Every line of the material below should be copied exactly.

#### [Data section]

——

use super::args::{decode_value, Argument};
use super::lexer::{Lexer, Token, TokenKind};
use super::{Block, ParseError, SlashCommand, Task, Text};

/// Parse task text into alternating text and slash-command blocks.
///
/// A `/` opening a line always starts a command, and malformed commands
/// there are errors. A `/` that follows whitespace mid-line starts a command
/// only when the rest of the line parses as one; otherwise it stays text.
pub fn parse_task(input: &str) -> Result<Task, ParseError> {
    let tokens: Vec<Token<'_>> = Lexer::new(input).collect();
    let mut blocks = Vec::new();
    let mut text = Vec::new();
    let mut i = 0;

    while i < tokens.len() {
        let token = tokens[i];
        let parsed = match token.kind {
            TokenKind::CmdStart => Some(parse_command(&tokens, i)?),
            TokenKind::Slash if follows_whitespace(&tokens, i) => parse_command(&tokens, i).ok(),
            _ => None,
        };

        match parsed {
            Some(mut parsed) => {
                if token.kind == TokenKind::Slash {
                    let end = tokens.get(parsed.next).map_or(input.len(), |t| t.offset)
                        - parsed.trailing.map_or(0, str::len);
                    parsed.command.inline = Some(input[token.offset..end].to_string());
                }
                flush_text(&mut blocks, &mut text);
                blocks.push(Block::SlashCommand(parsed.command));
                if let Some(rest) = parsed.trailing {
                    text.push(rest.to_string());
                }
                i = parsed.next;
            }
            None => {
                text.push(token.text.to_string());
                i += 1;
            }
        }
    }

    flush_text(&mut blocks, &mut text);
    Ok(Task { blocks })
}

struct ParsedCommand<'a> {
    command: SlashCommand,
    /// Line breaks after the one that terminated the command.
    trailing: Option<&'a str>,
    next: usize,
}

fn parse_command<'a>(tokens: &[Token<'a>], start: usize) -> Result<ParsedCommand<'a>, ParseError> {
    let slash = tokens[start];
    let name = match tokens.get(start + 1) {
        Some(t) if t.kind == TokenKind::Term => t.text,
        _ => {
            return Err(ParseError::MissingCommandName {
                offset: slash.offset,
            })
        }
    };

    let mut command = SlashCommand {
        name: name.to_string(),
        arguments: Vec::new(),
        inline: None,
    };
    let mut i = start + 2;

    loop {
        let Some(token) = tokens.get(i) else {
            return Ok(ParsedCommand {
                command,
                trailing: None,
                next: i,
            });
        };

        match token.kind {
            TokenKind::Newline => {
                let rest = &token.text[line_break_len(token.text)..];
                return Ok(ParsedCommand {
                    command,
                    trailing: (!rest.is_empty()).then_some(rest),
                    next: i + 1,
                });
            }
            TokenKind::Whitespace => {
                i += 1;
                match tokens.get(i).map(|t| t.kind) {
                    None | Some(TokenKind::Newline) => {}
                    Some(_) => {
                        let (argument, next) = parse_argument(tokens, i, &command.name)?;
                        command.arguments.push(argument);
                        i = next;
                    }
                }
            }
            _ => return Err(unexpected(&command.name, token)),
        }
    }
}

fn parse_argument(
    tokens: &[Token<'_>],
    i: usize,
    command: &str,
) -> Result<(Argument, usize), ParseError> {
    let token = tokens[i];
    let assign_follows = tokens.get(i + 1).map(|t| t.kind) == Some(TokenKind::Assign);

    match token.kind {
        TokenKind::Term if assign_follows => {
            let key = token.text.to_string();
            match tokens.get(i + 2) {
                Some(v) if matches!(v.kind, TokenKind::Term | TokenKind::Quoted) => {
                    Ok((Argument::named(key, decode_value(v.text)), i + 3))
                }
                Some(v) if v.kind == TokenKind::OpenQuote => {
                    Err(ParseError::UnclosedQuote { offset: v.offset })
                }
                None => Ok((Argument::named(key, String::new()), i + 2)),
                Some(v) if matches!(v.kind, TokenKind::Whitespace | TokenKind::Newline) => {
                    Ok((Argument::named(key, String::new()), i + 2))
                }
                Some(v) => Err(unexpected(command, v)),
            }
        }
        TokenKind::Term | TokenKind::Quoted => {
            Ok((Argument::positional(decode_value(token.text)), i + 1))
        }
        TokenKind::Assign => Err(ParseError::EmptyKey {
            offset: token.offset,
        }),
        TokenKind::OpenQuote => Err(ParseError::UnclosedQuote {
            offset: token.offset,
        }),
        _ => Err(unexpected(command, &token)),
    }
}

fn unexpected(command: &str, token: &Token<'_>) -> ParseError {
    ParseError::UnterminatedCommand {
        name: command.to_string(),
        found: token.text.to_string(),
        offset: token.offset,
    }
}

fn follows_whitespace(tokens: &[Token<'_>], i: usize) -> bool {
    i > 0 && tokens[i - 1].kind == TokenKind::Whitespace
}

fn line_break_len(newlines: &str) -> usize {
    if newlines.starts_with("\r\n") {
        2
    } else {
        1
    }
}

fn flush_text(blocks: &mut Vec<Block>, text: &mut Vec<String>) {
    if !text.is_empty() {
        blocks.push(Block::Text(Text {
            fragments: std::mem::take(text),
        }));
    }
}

——

#### [The completed task]
use super::args::{decode_value, Argument};
use super::lexer::{Lexer, Token, TokenKind};
use super::{Block, ParseError, SlashCommand, Task, Text};

/// Parse task text into alternating text and slash-command blocks.
///
/// A `/` opening a line always starts a command, and malformed commands
/// there are errors. A `/` that follows whitespace mid-line starts a command
/// only when the rest of the line parses as one; otherwise it stays text.
pub fn parse_task(input: &str) -> Result<Task, ParseError> {
    let tokens: Vec<Token<'_>> = Lexer::new(input).collect();
    let mut blocks = Vec::new();
    let mut text = Vec::new();
    let mut i = 0;

    while i < tokens.len() {
        let token = tokens[i];
        let parsed = match token.kind {
            TokenKind::CmdStart => Some(parse_command(&tokens, i)?),
            TokenKind::Slash if follows_whitespace(&tokens, i) => parse_command(&tokens, i).ok(),
            _ => None,
        };

        match parsed {
            Some(mut parsed) => {
                if token.kind == TokenKind::Slash {
                    let end = tokens.get(parsed.next).map_or(input.len(), |t| t.offset)
                        - parsed.trailing.map_or(0, str::len);
                    parsed.command.inline = Some(input[token.offset..end].to_string());
                }
                flush_text(&mut blocks, &mut text);
                blocks.push(Block::SlashCommand(parsed.command));
                if let Some(rest) = parsed.trailing {
                    text.push(rest.to_string());
                }
                i = parsed.next;
            }
            None => {
                text.push(token.text.to_string());
                i += 1;
            }
        }
    }

    flush_text(&mut blocks, &mut text);
    Ok(Task { blocks })
}

struct ParsedCommand<'a> {
    command: SlashCommand,
    /// Line breaks after the one that terminated the command.
    trailing: Option<&'a str>,
    next: usize,
}

fn parse_command<'a>(tokens: &[Token<'a>], start: usize) -> Result<ParsedCommand<'a>, ParseError> {
    let slash = tokens[start];
    let name = match tokens.get(start + 1) {
        Some(t) if t.kind == TokenKind::Term => t.text,
        _ => {
            return Err(ParseError::MissingCommandName {
                offset: slash.offset,
            })
        }
    };

    let mut command = SlashCommand {
        name: name.to_string(),
        arguments: Vec::new(),
        inline: None,
    };
    let mut i = start + 2;

    loop {
        let Some(token) = tokens.get(i) else {
            return Ok(ParsedCommand {
                command,
                trailing: None,
                next: i,
            });
        };

        match token.kind {
            TokenKind::Newline => {
                let rest = &token.text[line_break_len(token.text)..];
                return Ok(ParsedCommand {
                    command,
                    trailing: (!rest.is_empty()).then_some(rest),
                    next: i + 1,
                });
            }
            TokenKind::Whitespace => {
                i += 1;
                match tokens.get(i).map(|t| t.kind) {
                    None | Some(TokenKind::Newline) => {}
                    Some(_) => {
                        let (argument, next) = parse_argument(tokens, i, &command.name)?;
                        command.arguments.push(argument);
                        i = next;
                    }
                }
            }
            _ => return Err(unexpected(&command.name, token)),
        }
    }
}

fn parse_argument(
    tokens: &[Token<'_>],
    i: usize,
    command: &str,
) -> Result<(Argument, usize), ParseError> {
    let token = tokens[i];
    let assign_follows = tokens.get(i + 1).map(|t| t.kind) == Some(TokenKind::Assign);

    match token.kind {
        TokenKind::Term if assign_follows => {
            let key = token.text.to_string();
            match tokens.get(i + 2) {
                Some(v) if matches!(v.kind, TokenKind::Term | TokenKind::Quoted) => {
                    Ok((Argument::named(key, decode_value(v.text)), i + 3))
                }
                Some(v) if v.kind == TokenKind::OpenQuote => {
                    Err(ParseError::UnclosedQuote { offset: v.offset })
                }
                None => Ok((Argument::named(key, String::new()), i + 2)),
                Some(v) if matches!(v.kind, TokenKind::Whitespace | TokenKind::Newline) => {
                    Ok((Argument::named(key, String::new()), i + 2))
                }
                Some(v) => Err(unexpected(command, v)),
            }
        }
        TokenKind::Term | TokenKind::Quoted => {
            Ok((Argument::positional(decode_value(token.text)), i + 1))
        }
        TokenKind::Assign => Err(ParseError::EmptyKey {
            offset: token.offset,
        }),
        TokenKind::OpenQuote => Err(ParseError::UnclosedQuote {
            offset: token.offset,
        }),
        _ => Err(unexpected(command, &token)),
    }
}

fn unexpected(command: &str, token: &Token<'_>) -> ParseError {
    ParseError::UnterminatedCommand {
        name: command.to_string(),
        found: token.text.to_string(),
        offset: token.offset,
    }
}

fn follows_whitespace(tokens: &[Token<'_>], i: usize) -> bool {
    i > 0 && tokens[i - 1].kind == TokenKind::Whitespace
}

fn line_break_len(newlines: &str) -> usize {
    if newlines.starts_with("\r\n") {
        2
    } else {
        1
    }
}

fn flush_text(blocks: &mut Vec<Block>, text: &mut Vec<String>) {
    if !text.is_empty() {
        blocks.push(Block::Text(Text {
            fragments: std::mem::take(text),
        }));
    }
}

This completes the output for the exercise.